As best I can tell from my reference material, Parrish started  painting such landscapes around 1930.  For this post, I feature some he made during the 1940s.

Gallery

Unfinished painting
But first, a word regarding his technique.  Parrish took a long time to complete a painting.  Not counting pre-painting preparation (composition, color studies and such), he often began with a monochrome underpainting, as can be found in the right side of the image above.  To that he added layers of oil glazing and perhaps regular oil paints layer by layer with time out for each layer to dry -- perhaps weeks, depending on the nature of the layer.  Thanks to this practice, he worked on several paintings at any given time, adding paint to those whose upper layers had dried.

Dusk - 1942
Parrish was noted for his treatment of skies under various (often dramatic) conditions.

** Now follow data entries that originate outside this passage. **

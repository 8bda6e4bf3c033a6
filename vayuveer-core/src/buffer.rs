//! Fixed-Size Moving-Average Window for Raw Sensor Readings
//!
//! ## Overview
//!
//! MQ-series sensors are noisy: individual ADC reads jump by tens of counts
//! even in clean air. The alarm decision is therefore made on a running mean
//! of the last `N` raw readings, held in a ring buffer whose size is fixed at
//! compile time through const generics.
//!
//! ## Design Rationale
//!
//! ### Array + Cursor + Fill Count
//!
//! The window is three fields and no allocation:
//! - O(1) insertion (overwrites the oldest slot)
//! - O(N) mean, with N small (8 by default)
//! - Zero heap allocations
//!
//! The fill count matters only before the window has seen `N` readings. Until
//! then the mean is taken over the filled slots, so an unseeded window does
//! not average in phantom zeros.
//!
//! ### Re-seeding
//!
//! After calibration every slot is overwritten with the baseline. The first
//! readings of normal operation are then averaged against clean air instead
//! of against whatever was sampled during heater warm-up.
//!
//! ### Memory Layout
//!
//! ```text
//! SampleWindow<8> after 10 pushes (r0..r9):
//! ┌────┬────┬────┬────┬────┬────┬────┬────┐
//! │ r8 │ r9 │ r2 │ r3 │ r4 │ r5 │ r6 │ r7 │
//! └────┴────┴────┴────┴────┴────┴────┴────┘
//!            ↑
//!            └── cursor = 2 (next write, currently the oldest)
//!
//! Total size = 2 * N + 2 * usize bytes
//! ```
//!
//! ## Usage Example
//!
//! ```rust
//! use vayuveer_core::buffer::SampleWindow;
//!
//! let mut window: SampleWindow<4> = SampleWindow::new();
//! window.reseed(1000);
//!
//! assert_eq!(window.push(1400), 1100); // (3 * 1000 + 1400) / 4
//! assert_eq!(window.push(1400), 1200);
//! ```

/// Fixed-size ring buffer of raw ADC readings with a truncated running mean
///
/// ## Type Parameter
///
/// - `N`: window length. Must be at least 1; this is checked at compile time.
///
/// ## Internal Invariants
///
/// - `cursor < N`
/// - `filled <= N`
/// - once `filled == N` it never decreases (there is no `clear`)
#[derive(Debug, Clone)]
pub struct SampleWindow<const N: usize> {
    slots: [u16; N],

    /// Index where the next write will occur
    cursor: usize,

    /// Number of slots holding real readings
    filled: usize,
}

impl<const N: usize> SampleWindow<N> {
    const NON_EMPTY: () = assert!(N >= 1, "SampleWindow needs at least one slot");

    /// Creates an empty window
    pub const fn new() -> Self {
        #[allow(clippy::let_unit_value)]
        let _ = Self::NON_EMPTY;
        Self {
            slots: [0; N],
            cursor: 0,
            filled: 0,
        }
    }

    /// Creates a window with every slot set to `value`
    pub fn seeded(value: u16) -> Self {
        let mut window = Self::new();
        window.reseed(value);
        window
    }

    /// Overwrites every slot with `value` and marks the window full
    pub fn reseed(&mut self, value: u16) {
        self.slots = [value; N];
        self.cursor = 0;
        self.filled = N;
    }

    /// Adds a raw reading and returns the new smoothed value
    ///
    /// The oldest slot is overwritten once the window is full.
    pub fn push(&mut self, raw: u16) -> u16 {
        self.slots[self.cursor] = raw;
        self.cursor = (self.cursor + 1) % N;

        if self.filled < N {
            self.filled += 1;
        }

        self.average()
    }

    /// Truncated mean of the filled slots, 0 for an empty window
    pub fn average(&self) -> u16 {
        if self.filled == 0 {
            return 0;
        }

        // Before the first wrap the readings occupy 0..filled.
        let sum: u32 = self.slots[..self.filled].iter().map(|&r| u32::from(r)).sum();
        (sum / self.filled as u32) as u16
    }

    /// Number of slots holding readings
    pub fn len(&self) -> usize {
        self.filled
    }

    /// Check if nothing has been pushed or seeded yet
    pub fn is_empty(&self) -> bool {
        self.filled == 0
    }

    /// Check if every slot holds a reading
    pub fn is_full(&self) -> bool {
        self.filled == N
    }

    /// Window length
    pub const fn capacity(&self) -> usize {
        N
    }
}

impl<const N: usize> Default for SampleWindow<N> {
    fn default() -> Self {
        Self::new()
    }
}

Winter Moonlit Night - 1942
Note the green colored snow.  Frederic Remington painted a series of Western nocturnes during the early 1900s, many of which featured green grounds.  I don't know if Parrish was familiar with Remington's nocturnes or if he hit upon the use of greens by his own observations.

Afterglow - 1947
Another winter scene, but not quite a nocturne.

Hunt Farm - 1948
Many Parrish landscapes include structures.

Winter Sunrise - 1949
Even here, a few houses can be found.  Note the use of near-opposite colors (blue-purple and gold) that domiate this scene, adding to its drama.